Bihu is Assam's one of the most important festivals. Cutting across the bars of class and caste, it celebrated by all and sundry. There are three such festivals in Assam: in the months of 'Bohaag' (mid April), 'Maagh' (mid January), and 'Kaati' (mid October).
The "Bohaag Bihu" (also called as "Rangali Bihu" or the Festival of Merriment) marks the beginning of the New Year - the seeding time. The "Kaati Bihu" ( also called as "Kongaali Bihu" or the Festival of the Poor) marks the completion of sowing & transplanting of paddies. The "Maagh Bihu" (also called as "Bhogali Bihu" or the Festival of Food) marks the end of the harvesting period. Of all the three the Bohaag Bihu is the period of greatest enjoyment, marking the arrival of spring season.
This form of dance is the most popular folk dance in Assam and is also a part of the life known as Assamese life.

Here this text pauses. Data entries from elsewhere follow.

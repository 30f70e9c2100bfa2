//! Course and grade draws for one active student-term.

use crate::{
    catalog::{grade_points, CourseCatalog, GRADE_DISTRIBUTION},
    rng::SimRng,
    sampler::weighted_pick,
    types::CourseId,
};

pub const MIN_COURSES_PER_TERM: usize = 2;
pub const MAX_COURSES_PER_TERM: usize = 5;

#[derive(Debug, Clone, PartialEq)]
pub struct CourseGrade {
    pub course_id: CourseId,
    pub grade: &'static str,
    pub grade_points: f64,
    pub credit_hours: u32,
}

#[derive(Debug, Clone, PartialEq)]
pub struct TermCourseLoad {
    pub courses: Vec<CourseGrade>,
    pub credit_hours: u32,
    pub avg_gpa: f64,
}

/// Draw a term's course load: a count in [2, 5], that many distinct
/// courses, and one letter grade per course.
pub fn draw_course_load(
    rng: &mut SimRng,
    catalog: &CourseCatalog,
    default_gpa: f64,
) -> TermCourseLoad {
    let count =
        rng.range_inclusive(MIN_COURSES_PER_TERM as i64, MAX_COURSES_PER_TERM as i64) as usize;
    let picks = rng.sample_distinct(catalog.len(), count);

    let courses: Vec<CourseGrade> = picks
        .into_iter()
        .map(|i| {
            let course = &catalog.courses()[i];
            let grade = *weighted_pick(rng, GRADE_DISTRIBUTION);
            CourseGrade {
                course_id: course.course_id,
                grade,
                grade_points: grade_points(grade),
                credit_hours: course.credit_hours,
            }
        })
        .collect();

    let credit_hours = courses.iter().map(|c| c.credit_hours).sum();
    let avg_gpa = weighted_gpa(
        courses.iter().map(|c| (c.grade_points, c.credit_hours)),
        default_gpa,
    );
    TermCourseLoad {
        courses,
        credit_hours,
        avg_gpa,
    }
}

/// Σ(points × credits) / Σ(credits), or `default_gpa` when no credits
/// were attempted.
pub fn weighted_gpa(grades: impl IntoIterator<Item = (f64, u32)>, default_gpa: f64) -> f64 {
    let (points, credits) = grades
        .into_iter()
        .fold((0.0, 0u32), |(p, c), (gp, hours)| (p + gp * hours as f64, c + hours));
    if credits == 0 {
        default_gpa
    } else {
        points / credits as f64
    }
}

#[cfg(test)]
mod tests {
    use super::*;

    #[test]
    fn weighted_gpa_scales_by_credit_hours() {
        // A in a 4-credit lab, C in a 3-credit course: (16 + 6) / 7
        let gpa = weighted_gpa([(4.0, 4), (2.0, 3)], 2.0);
        assert!((gpa - 22.0 / 7.0).abs() < 1e-12);
    }

    #[test]
    fn zero_credit_falls_back_to_default() {
        assert_eq!(weighted_gpa(std::iter::empty(), 2.0), 2.0);
        assert_eq!(weighted_gpa([(4.0, 0)], 1.5), 1.5);
    }

    #[test]
    fn course_loads_are_distinct_and_bounded() {
        let catalog = CourseCatalog::standard();
        let mut rng = SimRng::new(8);
        for _ in 0..1_000 {
            let load = draw_course_load(&mut rng, &catalog, 2.0);
            assert!((MIN_COURSES_PER_TERM..=MAX_COURSES_PER_TERM).contains(&load.courses.len()));
            let mut ids: Vec<_> = load.courses.iter().map(|c| c.course_id).collect();
            ids.sort_unstable();
            ids.dedup();
            assert_eq!(ids.len(), load.courses.len(), "course drawn twice");
            assert!((0.0..=4.0).contains(&load.avg_gpa));
            assert_eq!(
                load.credit_hours,
                load.courses.iter().map(|c| c.credit_hours).sum::<u32>()
            );
        }
    }

    #[test]
    fn course_count_is_capped_by_a_small_catalog() {
        let catalog = CourseCatalog::new(
            CourseCatalog::standard().courses()[..3].to_vec(),
        );
        let mut rng = SimRng::new(4);
        for _ in 0..200 {
            let load = draw_course_load(&mut rng, &catalog, 2.0);
            assert!(load.courses.len() <= 3);
        }
    }
}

The folk dance cuts through all the religious, caste and class barriers of the different kinds of people living in Assam.
Bihu Dance is performed during the festival and the festival is celebrated thrice annually with their respective common name. Rongali , the biggest festival of Assam, is celebrated in the mid of April. Bhogali is celebrated during mid of January and Kangali is done in the mid of October.

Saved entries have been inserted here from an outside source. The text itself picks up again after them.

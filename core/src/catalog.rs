//! Fixed reference data: the course catalog, grading scale, programs and
//! awards. The catalog is seeded into the `courses` table before a run and
//! is read-only afterwards.

use crate::types::CourseId;
use serde::{Deserialize, Serialize};

#[derive(Debug, Clone, Serialize, Deserialize, PartialEq)]
pub struct Course {
    pub course_id: CourseId,
    pub course_code: String,
    pub course_name: String,
    pub credit_hours: u32,
}

#[derive(Debug, Clone)]
pub struct CourseCatalog {
    courses: Vec<Course>,
}

impl CourseCatalog {
    pub fn new(courses: Vec<Course>) -> Self {
        Self { courses }
    }

    /// The standard ten-course general-education catalog, keyed 1..=10.
    pub fn standard() -> Self {
        const COURSES: &[(&str, &str, u32)] = &[
            ("CSCI 101", "Intro to CS", 3),
            ("MATH 101", "College Algebra", 3),
            ("ENG 101", "English Composition", 3),
            ("HIST 210", "World History", 3),
            ("BIO 110", "General Biology", 4),
            ("PSYC 101", "Intro to Psychology", 3),
            ("ECON 101", "Principles of Econ", 3),
            ("CHEM 101", "General Chemistry", 4),
            ("PHYS 101", "General Physics", 4),
            ("PHIL 100", "Intro to Philosophy", 3),
        ];
        let courses = COURSES
            .iter()
            .enumerate()
            .map(|(i, (code, name, credits))| Course {
                course_id: i as CourseId + 1,
                course_code: (*code).into(),
                course_name: (*name).into(),
                credit_hours: *credits,
            })
            .collect();
        Self { courses }
    }

    pub fn courses(&self) -> &[Course] {
        &self.courses
    }

    pub fn len(&self) -> usize {
        self.courses.len()
    }

    pub fn is_empty(&self) -> bool {
        self.courses.is_empty()
    }

    pub fn get(&self, course_id: CourseId) -> Option<&Course> {
        self.courses.iter().find(|c| c.course_id == course_id)
    }
}

/// Letter-grade distribution for a single course attempt.
pub const GRADE_DISTRIBUTION: &[(&str, f64)] = &[
    ("A", 0.25),
    ("B", 0.35),
    ("C", 0.25),
    ("D", 0.10),
    ("F", 0.05),
];

/// Grade points on the 4.0 scale. Unknown letters earn no points.
pub fn grade_points(letter: &str) -> f64 {
    match letter {
        "A" => 4.0,
        "B" => 3.0,
        "C" => 2.0,
        "D" => 1.0,
        _ => 0.0,
    }
}

/// CIP codes of the degree programs students can declare.
pub const PROGRAMS: &[(&str, f64)] = &[
    ("11.0101", 0.25), // Computer Science
    ("24.0101", 0.25), // Liberal Arts and Sciences
    ("52.0301", 0.25), // Accounting
    ("14.0901", 0.25), // Computer Engineering
];

pub const AWARD_TYPES: &[(&str, f64)] = &[
    ("Bachelor's", 0.80),
    ("Associate", 0.15),
    ("Certificate <1 year", 0.05),
];

pub const DISTANCE_EDUCATION: &[(&str, f64)] = &[
    ("Not enrolled in any distance education", 0.70),
    ("Enrolled in some distance education", 0.22),
    ("Enrolled exclusively in distance education", 0.08),
];

pub const SEEKING_STATUS: &[(&str, f64)] = &[
    ("Degree-seeking", 0.95),
    ("Non-degree-seeking", 0.05),
];

/// Credit hours at or above which a term load counts as full-time.
pub const FULL_TIME_CREDIT_HOURS: u32 = 12;

pub fn attendance_status(credit_hours: u32) -> &'static str {
    if credit_hours >= FULL_TIME_CREDIT_HOURS {
        "Full-time"
    } else {
        "Part-time"
    }
}

#[cfg(test)]
mod tests {
    use super::*;

    #[test]
    fn standard_catalog_is_keyed_from_one() {
        let catalog = CourseCatalog::standard();
        assert_eq!(catalog.len(), 10);
        assert_eq!(catalog.get(1).map(|c| c.course_code.as_str()), Some("CSCI 101"));
        assert_eq!(catalog.get(10).map(|c| c.credit_hours), Some(3));
        assert!(catalog.get(11).is_none());
    }

    #[test]
    fn distributions_sum_to_one() {
        let distributions = [
            GRADE_DISTRIBUTION,
            PROGRAMS,
            AWARD_TYPES,
            DISTANCE_EDUCATION,
            SEEKING_STATUS,
        ];
        for dist in distributions {
            let total: f64 = dist.iter().map(|(_, p)| p).sum();
            assert!((total - 1.0).abs() < 1e-9, "weights sum to {total}");
        }
    }

    #[test]
    fn twelve_credits_is_full_time() {
        assert_eq!(attendance_status(11), "Part-time");
        assert_eq!(attendance_status(12), "Full-time");
    }
}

When the festival arrives, the young men and girls who are performers gather during day time in the open. These performers dance together but are not paired together and form in lines when they dance. The music played at this dance are drums and pipes and the performers sing of love during the act. The pattern which the performers follow during the dance is the circle or the parallel rows. The dancers sway their hips, take brisk steps and fling and flip their hands when the dance progresses. The traditional dress worn consist of Dhoti, Gamocha, Chadar and Mekhala (Indian clothes).
The Rangali Bihu is a dance festivel. The highlight of this dance is a group of young boys and girls, dancing in separate groups with drums beats & pipes. On its eve, the womenfolk clean the clothes and prepare special Bihu delicacies like 'Chira' & 'Pitha'. The menfolk collect necessary items like 'Tara Pogha' (ropes for the cattle) and vegetables like raw turmeric, brinjal, gourd etc.
Magh Bihu or Bhogali Bihu (derived from the word 'Bhoga' meaning eating or enjoyment) is celebrated when the harvesting is over. It is a harvest festival. On the eve of Bihu day, called "Uruka", women prepare rice cakes and other refreshments. The most significant part of this day is the building of 'Meji' and feasting at night. The whole night is spent in feasting, merry - making dancing and singing.
Kati Bihu or Kangali Bihu (Poor Bihu) is celebrated at the time when paddy seedlings begin to grow. In the evenings, offerings are made to the 'Tulsi' plant. Little earthen lamps ('Diyas') are lighted at its feet and puja's are offered to God for improved yield of crops.
The significance of this Bihu is more in the villages, where farmers go to their respective fields and light "Akash-Banti" or 'sky-lamp' hanging from a tall bamboo, to ward off pests and other insects.